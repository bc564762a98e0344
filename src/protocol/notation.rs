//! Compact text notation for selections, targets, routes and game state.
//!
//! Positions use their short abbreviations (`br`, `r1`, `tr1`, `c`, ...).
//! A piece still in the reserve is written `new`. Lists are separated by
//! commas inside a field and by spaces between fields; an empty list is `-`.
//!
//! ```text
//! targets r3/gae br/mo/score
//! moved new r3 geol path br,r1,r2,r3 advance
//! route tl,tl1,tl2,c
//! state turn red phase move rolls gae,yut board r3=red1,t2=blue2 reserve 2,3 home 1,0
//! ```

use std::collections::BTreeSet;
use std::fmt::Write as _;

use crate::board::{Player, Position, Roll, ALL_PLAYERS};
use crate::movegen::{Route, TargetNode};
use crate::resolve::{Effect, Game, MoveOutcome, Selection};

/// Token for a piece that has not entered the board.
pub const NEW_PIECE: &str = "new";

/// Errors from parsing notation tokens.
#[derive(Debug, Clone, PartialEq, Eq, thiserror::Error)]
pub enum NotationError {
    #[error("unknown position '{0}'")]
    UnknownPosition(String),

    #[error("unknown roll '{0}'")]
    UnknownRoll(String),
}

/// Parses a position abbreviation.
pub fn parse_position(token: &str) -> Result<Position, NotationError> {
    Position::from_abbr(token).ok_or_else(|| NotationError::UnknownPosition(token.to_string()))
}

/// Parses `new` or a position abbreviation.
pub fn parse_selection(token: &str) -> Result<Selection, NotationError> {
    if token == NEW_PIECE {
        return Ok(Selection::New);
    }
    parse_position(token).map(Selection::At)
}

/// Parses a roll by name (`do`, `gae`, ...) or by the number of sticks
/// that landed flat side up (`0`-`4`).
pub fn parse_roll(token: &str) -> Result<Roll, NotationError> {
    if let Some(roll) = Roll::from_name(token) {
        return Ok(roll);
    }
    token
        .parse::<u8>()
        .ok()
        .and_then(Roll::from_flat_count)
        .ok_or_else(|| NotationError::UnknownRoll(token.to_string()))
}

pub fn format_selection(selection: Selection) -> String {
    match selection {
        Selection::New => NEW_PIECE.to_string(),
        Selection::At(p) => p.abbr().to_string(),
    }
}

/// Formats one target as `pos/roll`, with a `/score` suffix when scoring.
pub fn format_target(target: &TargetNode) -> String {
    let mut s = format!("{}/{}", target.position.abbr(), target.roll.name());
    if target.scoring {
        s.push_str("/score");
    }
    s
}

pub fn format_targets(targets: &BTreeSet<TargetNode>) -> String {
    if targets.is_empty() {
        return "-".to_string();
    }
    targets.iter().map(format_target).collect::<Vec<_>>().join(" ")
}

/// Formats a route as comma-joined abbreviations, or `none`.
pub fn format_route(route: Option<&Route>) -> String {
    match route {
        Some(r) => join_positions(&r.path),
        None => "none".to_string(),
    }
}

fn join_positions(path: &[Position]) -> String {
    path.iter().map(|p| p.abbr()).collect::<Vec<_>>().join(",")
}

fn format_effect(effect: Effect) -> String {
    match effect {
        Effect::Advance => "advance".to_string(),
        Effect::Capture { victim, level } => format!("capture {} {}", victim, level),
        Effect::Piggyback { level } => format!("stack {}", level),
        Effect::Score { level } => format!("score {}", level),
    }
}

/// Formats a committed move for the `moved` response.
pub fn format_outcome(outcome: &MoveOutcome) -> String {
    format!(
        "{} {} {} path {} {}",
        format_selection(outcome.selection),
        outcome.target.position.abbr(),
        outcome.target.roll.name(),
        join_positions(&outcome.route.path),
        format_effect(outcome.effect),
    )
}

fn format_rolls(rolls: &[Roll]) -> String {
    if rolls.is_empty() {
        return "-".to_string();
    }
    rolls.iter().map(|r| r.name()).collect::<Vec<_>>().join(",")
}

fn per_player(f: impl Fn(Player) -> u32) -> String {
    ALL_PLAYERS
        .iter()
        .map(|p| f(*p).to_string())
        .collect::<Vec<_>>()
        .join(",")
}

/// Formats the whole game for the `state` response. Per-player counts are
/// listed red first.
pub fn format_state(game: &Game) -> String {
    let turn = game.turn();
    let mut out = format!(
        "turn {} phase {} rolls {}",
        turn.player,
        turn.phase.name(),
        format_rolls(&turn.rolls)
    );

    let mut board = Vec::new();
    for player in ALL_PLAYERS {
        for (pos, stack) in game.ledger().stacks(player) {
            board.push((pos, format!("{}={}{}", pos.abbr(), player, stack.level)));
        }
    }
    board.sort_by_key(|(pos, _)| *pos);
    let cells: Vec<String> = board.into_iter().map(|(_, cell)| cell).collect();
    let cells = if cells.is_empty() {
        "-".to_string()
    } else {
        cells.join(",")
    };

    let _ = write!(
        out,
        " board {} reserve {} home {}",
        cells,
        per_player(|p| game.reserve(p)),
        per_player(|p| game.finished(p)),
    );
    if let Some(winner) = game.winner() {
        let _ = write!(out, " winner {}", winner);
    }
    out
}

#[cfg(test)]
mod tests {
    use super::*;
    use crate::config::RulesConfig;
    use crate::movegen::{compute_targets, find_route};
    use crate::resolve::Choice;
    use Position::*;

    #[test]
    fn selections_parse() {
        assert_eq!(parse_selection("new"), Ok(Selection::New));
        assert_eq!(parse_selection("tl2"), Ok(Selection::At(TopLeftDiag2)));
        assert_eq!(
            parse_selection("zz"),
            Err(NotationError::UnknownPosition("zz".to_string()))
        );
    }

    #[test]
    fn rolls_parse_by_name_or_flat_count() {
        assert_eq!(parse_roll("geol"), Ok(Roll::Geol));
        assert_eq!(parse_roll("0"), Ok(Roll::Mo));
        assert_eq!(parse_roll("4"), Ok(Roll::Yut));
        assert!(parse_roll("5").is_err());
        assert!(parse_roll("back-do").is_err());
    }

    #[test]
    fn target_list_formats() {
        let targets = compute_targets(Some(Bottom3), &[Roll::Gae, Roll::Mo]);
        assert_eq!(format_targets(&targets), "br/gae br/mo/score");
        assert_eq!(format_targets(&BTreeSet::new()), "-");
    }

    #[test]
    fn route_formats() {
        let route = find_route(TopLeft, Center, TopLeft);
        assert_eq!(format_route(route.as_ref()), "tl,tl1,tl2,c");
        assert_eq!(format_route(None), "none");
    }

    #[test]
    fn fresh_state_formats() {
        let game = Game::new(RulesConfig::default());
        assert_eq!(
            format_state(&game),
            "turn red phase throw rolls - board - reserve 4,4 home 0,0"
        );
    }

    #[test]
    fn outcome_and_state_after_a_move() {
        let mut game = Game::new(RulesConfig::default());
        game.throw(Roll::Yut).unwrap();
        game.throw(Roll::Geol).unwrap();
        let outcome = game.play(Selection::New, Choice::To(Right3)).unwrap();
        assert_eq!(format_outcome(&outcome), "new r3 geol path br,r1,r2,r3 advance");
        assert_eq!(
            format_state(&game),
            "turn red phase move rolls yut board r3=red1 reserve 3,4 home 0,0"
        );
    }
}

- - - -

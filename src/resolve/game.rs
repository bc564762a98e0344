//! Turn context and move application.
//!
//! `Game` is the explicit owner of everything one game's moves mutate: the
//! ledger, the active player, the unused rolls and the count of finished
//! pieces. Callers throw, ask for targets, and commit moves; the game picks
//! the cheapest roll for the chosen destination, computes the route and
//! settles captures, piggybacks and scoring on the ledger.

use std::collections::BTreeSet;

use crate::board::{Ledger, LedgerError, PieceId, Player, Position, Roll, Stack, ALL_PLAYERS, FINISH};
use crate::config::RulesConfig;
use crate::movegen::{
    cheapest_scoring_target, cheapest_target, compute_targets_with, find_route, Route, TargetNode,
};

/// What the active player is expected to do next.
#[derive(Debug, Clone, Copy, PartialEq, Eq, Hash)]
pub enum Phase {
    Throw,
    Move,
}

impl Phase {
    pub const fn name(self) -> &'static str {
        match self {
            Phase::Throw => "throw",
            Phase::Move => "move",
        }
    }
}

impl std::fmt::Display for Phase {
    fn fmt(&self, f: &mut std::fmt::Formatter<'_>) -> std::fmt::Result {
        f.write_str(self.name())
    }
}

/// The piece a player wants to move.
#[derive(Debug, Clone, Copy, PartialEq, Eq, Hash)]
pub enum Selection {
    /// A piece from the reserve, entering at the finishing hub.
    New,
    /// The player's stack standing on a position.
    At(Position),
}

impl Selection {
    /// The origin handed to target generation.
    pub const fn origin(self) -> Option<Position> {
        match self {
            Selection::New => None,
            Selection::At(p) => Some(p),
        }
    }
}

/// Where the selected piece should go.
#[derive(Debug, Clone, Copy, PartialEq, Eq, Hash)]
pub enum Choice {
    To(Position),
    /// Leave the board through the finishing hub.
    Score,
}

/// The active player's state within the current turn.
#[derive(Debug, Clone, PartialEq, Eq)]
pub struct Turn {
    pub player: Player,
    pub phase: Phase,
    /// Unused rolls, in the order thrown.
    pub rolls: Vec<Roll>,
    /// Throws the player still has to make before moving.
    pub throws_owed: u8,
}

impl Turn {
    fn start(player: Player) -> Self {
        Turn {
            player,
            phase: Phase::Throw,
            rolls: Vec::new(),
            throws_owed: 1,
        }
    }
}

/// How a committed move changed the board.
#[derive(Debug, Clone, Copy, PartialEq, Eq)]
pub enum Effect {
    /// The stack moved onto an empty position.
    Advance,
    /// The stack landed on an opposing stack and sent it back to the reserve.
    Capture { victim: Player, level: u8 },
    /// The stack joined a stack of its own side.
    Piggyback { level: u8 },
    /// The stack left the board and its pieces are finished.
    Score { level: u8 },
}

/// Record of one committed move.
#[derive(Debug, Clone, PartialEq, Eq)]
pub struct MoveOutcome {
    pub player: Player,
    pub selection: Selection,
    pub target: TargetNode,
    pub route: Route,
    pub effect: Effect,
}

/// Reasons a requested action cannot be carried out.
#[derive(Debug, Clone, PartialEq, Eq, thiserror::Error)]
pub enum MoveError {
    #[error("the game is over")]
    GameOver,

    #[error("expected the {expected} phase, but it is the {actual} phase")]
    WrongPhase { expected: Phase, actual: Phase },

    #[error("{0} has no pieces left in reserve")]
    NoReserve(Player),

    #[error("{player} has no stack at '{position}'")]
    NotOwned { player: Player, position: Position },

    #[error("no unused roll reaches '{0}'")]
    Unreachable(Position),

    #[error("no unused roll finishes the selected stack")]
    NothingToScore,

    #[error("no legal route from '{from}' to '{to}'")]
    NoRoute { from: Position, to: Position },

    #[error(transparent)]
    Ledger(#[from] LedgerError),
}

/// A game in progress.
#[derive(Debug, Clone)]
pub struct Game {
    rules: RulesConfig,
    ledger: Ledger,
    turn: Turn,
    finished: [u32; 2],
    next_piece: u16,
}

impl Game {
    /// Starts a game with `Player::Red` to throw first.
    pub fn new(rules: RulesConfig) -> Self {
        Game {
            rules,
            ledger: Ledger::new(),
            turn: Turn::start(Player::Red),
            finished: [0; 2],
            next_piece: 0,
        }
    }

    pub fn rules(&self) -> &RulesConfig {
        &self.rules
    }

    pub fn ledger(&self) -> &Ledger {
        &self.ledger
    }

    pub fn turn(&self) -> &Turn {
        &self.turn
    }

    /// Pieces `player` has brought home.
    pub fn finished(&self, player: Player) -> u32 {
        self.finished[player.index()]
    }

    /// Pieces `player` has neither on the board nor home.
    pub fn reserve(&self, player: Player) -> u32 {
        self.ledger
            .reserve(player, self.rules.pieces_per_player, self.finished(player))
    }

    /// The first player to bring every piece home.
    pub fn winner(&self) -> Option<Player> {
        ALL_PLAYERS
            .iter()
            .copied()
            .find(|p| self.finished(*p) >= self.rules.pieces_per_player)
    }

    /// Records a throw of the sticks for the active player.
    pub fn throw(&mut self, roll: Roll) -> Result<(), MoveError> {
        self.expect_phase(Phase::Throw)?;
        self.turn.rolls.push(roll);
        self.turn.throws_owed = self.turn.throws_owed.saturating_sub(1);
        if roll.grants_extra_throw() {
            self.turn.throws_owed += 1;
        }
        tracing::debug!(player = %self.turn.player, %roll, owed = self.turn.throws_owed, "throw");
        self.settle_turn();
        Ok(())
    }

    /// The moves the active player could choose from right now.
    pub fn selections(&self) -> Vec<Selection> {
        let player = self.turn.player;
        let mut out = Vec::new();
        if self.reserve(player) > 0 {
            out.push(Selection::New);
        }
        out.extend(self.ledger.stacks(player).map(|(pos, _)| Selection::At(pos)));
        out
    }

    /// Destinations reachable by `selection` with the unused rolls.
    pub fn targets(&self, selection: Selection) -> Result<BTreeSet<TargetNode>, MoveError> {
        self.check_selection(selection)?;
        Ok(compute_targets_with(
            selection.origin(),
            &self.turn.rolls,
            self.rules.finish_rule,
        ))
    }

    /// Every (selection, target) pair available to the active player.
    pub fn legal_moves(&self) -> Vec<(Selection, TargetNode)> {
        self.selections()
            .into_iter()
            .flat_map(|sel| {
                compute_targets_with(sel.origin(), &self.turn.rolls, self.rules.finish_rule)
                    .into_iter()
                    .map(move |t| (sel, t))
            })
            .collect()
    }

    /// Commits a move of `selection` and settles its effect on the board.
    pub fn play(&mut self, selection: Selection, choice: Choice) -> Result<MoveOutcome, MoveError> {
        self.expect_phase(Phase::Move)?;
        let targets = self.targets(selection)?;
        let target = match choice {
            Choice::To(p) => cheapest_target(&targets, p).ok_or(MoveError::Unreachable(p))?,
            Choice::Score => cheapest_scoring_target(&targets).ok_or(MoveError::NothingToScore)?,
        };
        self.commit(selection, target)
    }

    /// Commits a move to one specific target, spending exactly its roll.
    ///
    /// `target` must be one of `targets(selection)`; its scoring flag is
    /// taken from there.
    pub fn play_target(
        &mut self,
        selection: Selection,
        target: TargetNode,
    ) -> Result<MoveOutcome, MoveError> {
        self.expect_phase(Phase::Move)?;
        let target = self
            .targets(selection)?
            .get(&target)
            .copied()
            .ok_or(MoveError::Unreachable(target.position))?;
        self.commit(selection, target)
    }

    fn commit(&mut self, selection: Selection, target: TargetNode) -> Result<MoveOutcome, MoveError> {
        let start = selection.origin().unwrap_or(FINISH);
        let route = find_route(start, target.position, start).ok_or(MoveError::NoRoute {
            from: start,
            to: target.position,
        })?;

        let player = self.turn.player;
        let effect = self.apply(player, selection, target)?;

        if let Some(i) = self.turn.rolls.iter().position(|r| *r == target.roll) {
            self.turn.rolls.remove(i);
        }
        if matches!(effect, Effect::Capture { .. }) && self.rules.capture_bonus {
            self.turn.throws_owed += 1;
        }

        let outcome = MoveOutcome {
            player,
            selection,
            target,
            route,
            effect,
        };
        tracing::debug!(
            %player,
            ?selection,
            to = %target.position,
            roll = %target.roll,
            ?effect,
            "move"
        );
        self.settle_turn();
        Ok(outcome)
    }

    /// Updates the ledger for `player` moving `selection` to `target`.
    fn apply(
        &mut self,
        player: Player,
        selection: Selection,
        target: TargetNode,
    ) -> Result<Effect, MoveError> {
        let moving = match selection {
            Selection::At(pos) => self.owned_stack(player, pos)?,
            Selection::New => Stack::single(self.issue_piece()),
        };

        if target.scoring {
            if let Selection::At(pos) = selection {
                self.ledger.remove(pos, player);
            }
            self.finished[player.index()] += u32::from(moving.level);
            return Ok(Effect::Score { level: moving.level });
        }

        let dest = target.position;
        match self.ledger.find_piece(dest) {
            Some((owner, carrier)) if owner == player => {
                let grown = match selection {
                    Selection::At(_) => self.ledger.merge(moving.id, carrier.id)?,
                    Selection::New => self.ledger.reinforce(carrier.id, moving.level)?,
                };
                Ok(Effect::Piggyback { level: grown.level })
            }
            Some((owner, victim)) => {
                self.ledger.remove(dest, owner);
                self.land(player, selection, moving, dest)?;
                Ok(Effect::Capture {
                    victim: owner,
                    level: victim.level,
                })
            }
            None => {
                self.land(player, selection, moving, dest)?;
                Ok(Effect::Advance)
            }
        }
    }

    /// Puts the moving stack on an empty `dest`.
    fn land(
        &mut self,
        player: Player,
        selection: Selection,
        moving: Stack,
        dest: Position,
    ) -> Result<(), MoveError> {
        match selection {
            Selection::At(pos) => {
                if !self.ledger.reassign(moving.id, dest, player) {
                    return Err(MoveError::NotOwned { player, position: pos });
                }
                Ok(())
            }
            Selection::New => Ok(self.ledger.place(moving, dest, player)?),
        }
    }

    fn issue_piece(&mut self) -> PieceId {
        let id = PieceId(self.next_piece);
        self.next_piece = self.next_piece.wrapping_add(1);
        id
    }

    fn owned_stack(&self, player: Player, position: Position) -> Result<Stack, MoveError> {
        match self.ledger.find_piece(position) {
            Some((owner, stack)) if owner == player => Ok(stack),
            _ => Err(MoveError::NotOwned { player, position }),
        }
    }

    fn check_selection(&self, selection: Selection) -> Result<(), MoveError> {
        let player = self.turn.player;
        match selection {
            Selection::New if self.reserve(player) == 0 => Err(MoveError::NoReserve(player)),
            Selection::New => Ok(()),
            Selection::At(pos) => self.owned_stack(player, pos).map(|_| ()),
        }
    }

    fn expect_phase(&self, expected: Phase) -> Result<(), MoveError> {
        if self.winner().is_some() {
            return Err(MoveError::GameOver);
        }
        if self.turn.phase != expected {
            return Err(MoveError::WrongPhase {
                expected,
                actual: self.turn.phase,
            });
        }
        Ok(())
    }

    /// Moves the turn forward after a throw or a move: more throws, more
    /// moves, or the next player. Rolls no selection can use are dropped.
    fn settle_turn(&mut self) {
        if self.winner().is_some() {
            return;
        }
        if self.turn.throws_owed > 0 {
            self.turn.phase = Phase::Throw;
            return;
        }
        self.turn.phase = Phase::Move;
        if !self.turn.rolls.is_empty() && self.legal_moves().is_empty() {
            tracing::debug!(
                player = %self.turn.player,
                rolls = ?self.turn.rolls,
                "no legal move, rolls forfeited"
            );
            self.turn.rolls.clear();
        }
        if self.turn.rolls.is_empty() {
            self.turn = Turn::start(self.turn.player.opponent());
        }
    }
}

- - - -

* [Exercise objective]:
In the listing, how many lines hold "active"? Answer with a bare number.

* [Answer space]:
6